Chegar no Maracanã foi moleza. Agora meu objetivo era o Morro da Mangueira. Inspirado pela figura de Cartola & Carlos Cachaça e motivado por um documentário de Ivo Dornelles, não pensava em outra coisa nos últimos dias: visitar um dos berços do samba no país, um lugar responsável pela identidade brasileira, um lugar adorado por todos que o visitam, inclusive Bill Clinton, no ano passado. E queria também um pouco de emoção nesta minha vida tão sacal, ultimamente. A minha última grande emoção tinha sido um jogo do Inter vários meses atrás em que ganhamos de virada. Na parada de táxi do maracana:
“boa tarde, carioca, poderia me dar a simples informação de como chego no Morro da Mangueira”.
Risos.
“Voce quer subir o morro, nao é?”
“Sim, como faço”.
“Entre no carro”.
“Não, não, valeu. Tô afim de ir de ônibus mesmo, é óbvio, se tu me
permitires”.
“Ah, então ce pega o 722 meHmo, passa bem ali ó”.
“Obrigado”
Decidi não perder o meu tempo explicando que eu não estava interessado em drogas. Lá vinha o 722. Coração disparando forte. Da mesma maneira do que o ônibus que ia para Rocinha, brancos e pretos lotavam o veículo meio-a-meio. Nao sei bem porque esta observacao, mas por algum motivo achei digna de nota. Ou talvez porque seja meio racista no fundo, não sei, ninguém sabe de si. Um dia inventarão um exame de sangue para detectar racismo. Aí sim, vai triplicar o número de faculdades de Direito. Só a ULBRA vai abrir umas 15. Mas não vamos dispersar. Perguntei então para aquela ilustre ordinária (no bom sentido) passageira
“Com licença, qual é o seu nome senhora?”
“Meu nome é Dejair”
“Boa tarde, senhora Dejair. O negócio é o seguinte: estou muito a fim de conhecer o morro de vocês aí. Em parte pelo samba, em parte pelo Cartola. Bem acho que dá no mesmo. O problema é que não conheço muita gente aí estou com medo de ser assaltado, a sra sabe. Tenho a pele muito branca,. a sra sabe”

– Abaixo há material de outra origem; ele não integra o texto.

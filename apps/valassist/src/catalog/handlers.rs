use axum::{
    extract::{Path, Query, State},
    Json,
};
use serde::{Deserialize, Serialize};

use crate::catalog::export::write_batch_files;
use crate::catalog::models::{Batch, BatchRunSummary, Record};
use crate::errors::AppError;
use crate::state::AppState;

#[derive(Deserialize)]
pub struct FieldsQuery {
    /// Comma-separated field list, e.g. `fields=title,status`.
    pub fields: Option<String>,
}

fn split_fields(raw: Option<&str>) -> Option<Vec<String>> {
    let fields: Vec<String> = raw?
        .split(',')
        .map(str::trim)
        .filter(|f| !f.is_empty())
        .map(str::to_string)
        .collect();
    (!fields.is_empty()).then_some(fields)
}

/// GET /api/v1/records/:id
pub async fn handle_get_record(
    State(state): State<AppState>,
    Path(id): Path<String>,
    Query(params): Query<FieldsQuery>,
) -> Result<Json<Record>, AppError> {
    let fields = split_fields(params.fields.as_deref());
    let record = state.fetcher.fetch_one(&id, fields.as_deref()).await?;
    Ok(Json(record))
}

#[derive(Deserialize)]
pub struct BatchRequest {
    pub ids: Vec<String>,
    pub batch_size: Option<usize>,
    /// Also write one JSON file per batch under `BATCH_EXPORT_DIR`.
    #[serde(default)]
    pub export: bool,
}

#[derive(Serialize)]
pub struct BatchResponse {
    pub summary: BatchRunSummary,
    pub batches: Vec<Batch>,
    pub exported: Vec<String>,
}

/// POST /api/v1/records/batch
pub async fn handle_fetch_batch(
    State(state): State<AppState>,
    Json(req): Json<BatchRequest>,
) -> Result<Json<BatchResponse>, AppError> {
    let export_dir = match (req.export, &state.config.batch_export_dir) {
        (false, _) => None,
        (true, Some(dir)) => Some(dir.clone()),
        (true, None) => {
            return Err(AppError::Validation(
                "export requested but BATCH_EXPORT_DIR is not configured".to_string(),
            ))
        }
    };

    let batch_size = req.batch_size.unwrap_or(state.config.fetch_batch_size);
    let batches = state.fetcher.fetch_batch(&req.ids, batch_size).await?;

    let exported = match export_dir {
        Some(dir) => write_batch_files(&dir, &batches)?
            .into_iter()
            .map(|p| p.display().to_string())
            .collect(),
        None => Vec::new(),
    };

    Ok(Json(BatchResponse {
        summary: BatchRunSummary::from_batches(&batches),
        batches,
        exported,
    }))
}

#[derive(Serialize)]
pub struct QueryIdsResponse {
    pub query_id: String,
    pub count: usize,
    pub ids: Vec<String>,
}

/// GET /api/v1/queries/:query_id/ids
pub async fn handle_query_ids(
    State(state): State<AppState>,
    Path(query_id): Path<String>,
) -> Result<Json<QueryIdsResponse>, AppError> {
    let ids = state.fetcher.fetch_ids_for_query(&query_id).await?;
    Ok(Json(QueryIdsResponse {
        query_id,
        count: ids.len(),
        ids,
    }))
}
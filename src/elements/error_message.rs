use crate::identity::descriptor::{AttributeDescriptor, derive};
use crate::markup::constants::{ERROR_MESSAGE_CLASS, ERROR_MESSAGE_PREFIX, VISUALLY_HIDDEN_CLASS};
use crate::markup::tag::Tag;

#[derive(Debug, Clone, PartialEq, Eq)]
pub struct ErrorMessage {
    pub id: String,
    pub markup: String,
}

/// Compose the inline error for an attribute. Only the first message is shown;
/// no messages means no element.
pub fn compose_error_message(
    descriptor: &AttributeDescriptor,
    messages: &[String],
) -> Option<ErrorMessage> {
    let message = messages.iter().find(|m| !m.is_empty())?;
    let id = derive(descriptor).error_id();

    let prefix = Tag::new("span")
        .classes([VISUALLY_HIDDEN_CLASS])
        .text(ERROR_MESSAGE_PREFIX)
        .render();

    let markup = Tag::new("span")
        .classes([ERROR_MESSAGE_CLASS])
        .attr("id", id.as_str())
        .html(&prefix)
        .text(message)
        .render();

    Some(ErrorMessage { id, markup })
}
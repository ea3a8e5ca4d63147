use govuk_form_builder::ChoiceOption;

/// Opening tags (`<tag ...>`) of every `tag` element, in document order.
pub fn open_tags(html: &str, tag: &str) -> Vec<String> {
    let prefix = format!("<{}", tag);
    let mut tags = Vec::new();
    let mut offset = 0;

    while let Some(pos) = html[offset..].find(&prefix) {
        let start = offset + pos;
        let after = start + prefix.len();
        if matches!(html[after..].chars().next(), Some(' ') | Some('>')) {
            let end = html[start..]
                .find('>')
                .map(|e| start + e + 1)
                .unwrap_or(html.len());
            tags.push(html[start..end].to_string());
        }
        offset = after;
    }

    tags
}

/// Value of `name` on a single opening tag.
pub fn attr(tag: &str, name: &str) -> Option<String> {
    let needle = format!(" {}=\"", name);
    let start = tag.find(&needle)? + needle.len();
    let end = tag[start..].find('"')? + start;
    Some(tag[start..end].to_string())
}

pub fn has_attr(tag: &str, name: &str) -> bool {
    tag.contains(&format!(" {}=\"", name)) || tag.contains(&format!(" {}>", name))
}

/// Opening tags of `tag` elements carrying every class in `classes`.
pub fn tags_with_class(html: &str, tag: &str, classes: &[&str]) -> Vec<String> {
    open_tags(html, tag)
        .into_iter()
        .filter(|t| {
            let class = attr(t, "class").unwrap_or_default();
            let tokens = class.split_whitespace().collect::<Vec<_>>();
            classes.iter().all(|c| tokens.contains(c))
        })
        .collect()
}

/// Inputs of the given `type`.
pub fn inputs_of_type(html: &str, input_type: &str) -> Vec<String> {
    open_tags(html, "input")
        .into_iter()
        .filter(|t| attr(t, "type").as_deref() == Some(input_type))
        .collect()
}

/// Text directly following each opening `tag` up to the next `<`, in document order.
pub fn texts(html: &str, tag: &str) -> Vec<String> {
    let mut out = Vec::new();
    let mut offset = 0;
    for open in open_tags(html, tag) {
        if let Some(pos) = html[offset..].find(&open) {
            let body = offset + pos + open.len();
            let rest = &html[body..];
            let end = rest.find('<').unwrap_or(rest.len());
            out.push(rest[..end].to_string());
            offset = body;
        }
    }
    out
}

pub fn count(html: &str, needle: &str) -> usize {
    html.matches(needle).count()
}

/// Three projects, two of which have descriptions.
pub fn projects() -> Vec<ChoiceOption> {
    vec![
        ChoiceOption::new("1", "Project X").with_hint(Some("Xanthous, xylophone, xenon")),
        ChoiceOption::new("2", "Project Y").with_hint(Some("Yellow, yoga, yacht")),
        ChoiceOption::new("3", "Project Z").with_hint(None),
    ]
}

pub fn project_names() -> Vec<&'static str> {
    vec!["Project X", "Project Y", "Project Z"]
}

pub fn project_descriptions() -> Vec<Option<&'static str>> {
    vec![
        Some("Xanthous, xylophone, xenon"),
        Some("Yellow, yoga, yacht"),
        None,
    ]
}

pub const BLOCK: &str = "<h1>The quick brown fox</h1><h2>Jumped over the</h2><p>Lazy dog.</p>";
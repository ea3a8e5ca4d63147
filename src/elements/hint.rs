use crate::identity::descriptor::{AttributeDescriptor, derive};
use crate::markup::constants::HINT_CLASS;
use crate::markup::tag::Tag;

/// A rendered hint and the id other elements use to refer to it.
#[derive(Debug, Clone, PartialEq, Eq)]
pub struct Hint {
    pub id: String,
    pub markup: String,
}

/// Compose a hint. Absent or empty text produces no hint at all.
pub fn compose_hint(descriptor: &AttributeDescriptor, text: Option<&str>) -> Option<Hint> {
    compose_hint_with_class(descriptor, text, None)
}

/// As [`compose_hint`], adding a context class such as `govuk-checkboxes__hint`.
pub fn compose_hint_with_class(
    descriptor: &AttributeDescriptor,
    text: Option<&str>,
    context_class: Option<&str>,
) -> Option<Hint> {
    let text = text.filter(|t| !t.is_empty())?;
    let id = derive(descriptor).hint_id();

    let markup = Tag::new("span")
        .classes([Some(HINT_CLASS), context_class].into_iter().flatten())
        .attr("id", id.as_str())
        .text(text)
        .render();

    Some(Hint { id, markup })
}
use clap::{Parser, Subcommand};
use serde::{Deserialize, Serialize};

use crate::definition::renderer::RenderDefaults;

// ============================================================================
// CLI Argument Parsing (clap derive)
// ============================================================================

#[derive(Parser, Debug)]
#[command(
    name = "govuk-form",
    version,
    about = "Render accessible GOV.UK form controls from YAML definitions"
)]
pub struct Cli {
    #[command(subcommand)]
    pub command: Commands,

    /// Verbosity level (-v, -vv, -vvv)
    #[arg(short, long, action = clap::ArgAction::Count, global = true)]
    pub verbose: u8,

    /// Path to config file (default: govuk-form.yaml in current dir)
    #[arg(long, global = true)]
    pub config: Option<String>,
}

#[derive(Subcommand, Debug)]
pub enum Commands {
    /// Render form definitions to HTML fragments
    Render {
        /// Path to a form definition YAML file or a directory of them
        #[arg(long)]
        form: String,

        /// Output file path (default: stdout)
        #[arg(short, long)]
        output: Option<String>,
    },

    /// Print the ids and name derived for an element
    Ids {
        /// Bound object name
        #[arg(long)]
        object: String,

        /// Attribute name
        #[arg(long)]
        attribute: String,

        /// Choice value, for collection items
        #[arg(long)]
        value: Option<String>,
    },
}

// ============================================================================
// Config File Model (optional YAML)
// ============================================================================

/// Optional YAML config file: `govuk-form.yaml`
#[derive(Debug, Clone, Default, Serialize, Deserialize)]
pub struct AppConfig {
    #[serde(default)]
    pub render: RenderConfig,

    #[serde(default)]
    pub defaults: RenderDefaults,
}

#[derive(Debug, Clone, Default, Serialize, Deserialize)]
pub struct RenderConfig {
    /// Output file used when `--output` is not given
    pub output: Option<String>,
}

// ============================================================================
// Config File Loading
// ============================================================================

pub const DEFAULT_CONFIG_PATH: &str = "govuk-form.yaml";

/// Load config from a YAML file. Returns defaults if file is missing or malformed.
pub fn load_config(path: Option<&str>) -> AppConfig {
    let config_path = path.unwrap_or(DEFAULT_CONFIG_PATH);
    match std::fs::read_to_string(config_path) {
        Ok(content) => match serde_yaml::from_str(&content) {
            Ok(config) => config,
            Err(e) => {
                tracing::warn!(path = config_path, error = %e, "malformed config, using defaults");
                AppConfig::default()
            }
        },
        Err(_) => AppConfig::default(),
    }
}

“E o que é que eu tenh a ver com isso, garoto”
Começou a rir, só estava me “cozinhando”.
“Aqui mora a D.Neuma, ao lado a D.Zica patati patatá…”
Mulher de Cartola, pensei. Nossa, tinha que visitá-la, mas não agora.
“E este é o Osvaldo, um dos organizadores da escola”
“Bom dia, muito prazer Osvaldo. Poderia caminhar um pouco com você?”
“Claro, gaúcho”
Me mostrou a favela, as construções, as crianças e alguma histórias. Confirmou algo que eu já tinha lido: Carlos Cachaça não estava presente no dia da fundação da escola. Tinha conhecido uma moçoila lá da Candelária, bem ao lado. Já Chico Porrão estava lá, juntamente com Angenor Ferreira, mais conhecido como Cartola e mais alguns outros sambistas. Estive no casebre famoso. Depois fomos para escola. Bill Clinton estivera lá há um ano atrás, com Pelé. Lá estava a famosa quadra de samba, com seus camarotes imponentes. O mais centrão era de Jamelão, intérprete histórico ejá sem muito fôlego. Visitei a diretoria e falei com o grande presidente. OK, agora queria visitar D.Zica. Na verdade só consegui falar com a Dona Zica após três subidas no morro. Ela nunca podia me receber. Mas fui insistente. Nosso primeiro encontro foi muito breve. Estava saindo para o médico por dores lombares. Me tratou com distinção. Na segunda vez estava dando uma longa entrevista para um documentário. No terceiro dia aí sim, conversamos bem, sobre Cartola principalmente. Fiquei encantado com aquela velhinha de 87 anos. Me deu seu livro, seu telefone, e não me convidou para feijoada que estava fazendo. Seria demais, mas tudo bem, a receita estava no livro que estava levando. Tirei algumas fotos, dei-lhe uns beijos e fui embora, louco para revelar as fotos e escrever alguma coisa sobre o acontecido: entrar na casa de Cartola e quase ver seu baú de pertences pessoais, que incluia sua famosa violinha. Isto, D. Zica não quis me mostar. Quem sabe da próxima vez.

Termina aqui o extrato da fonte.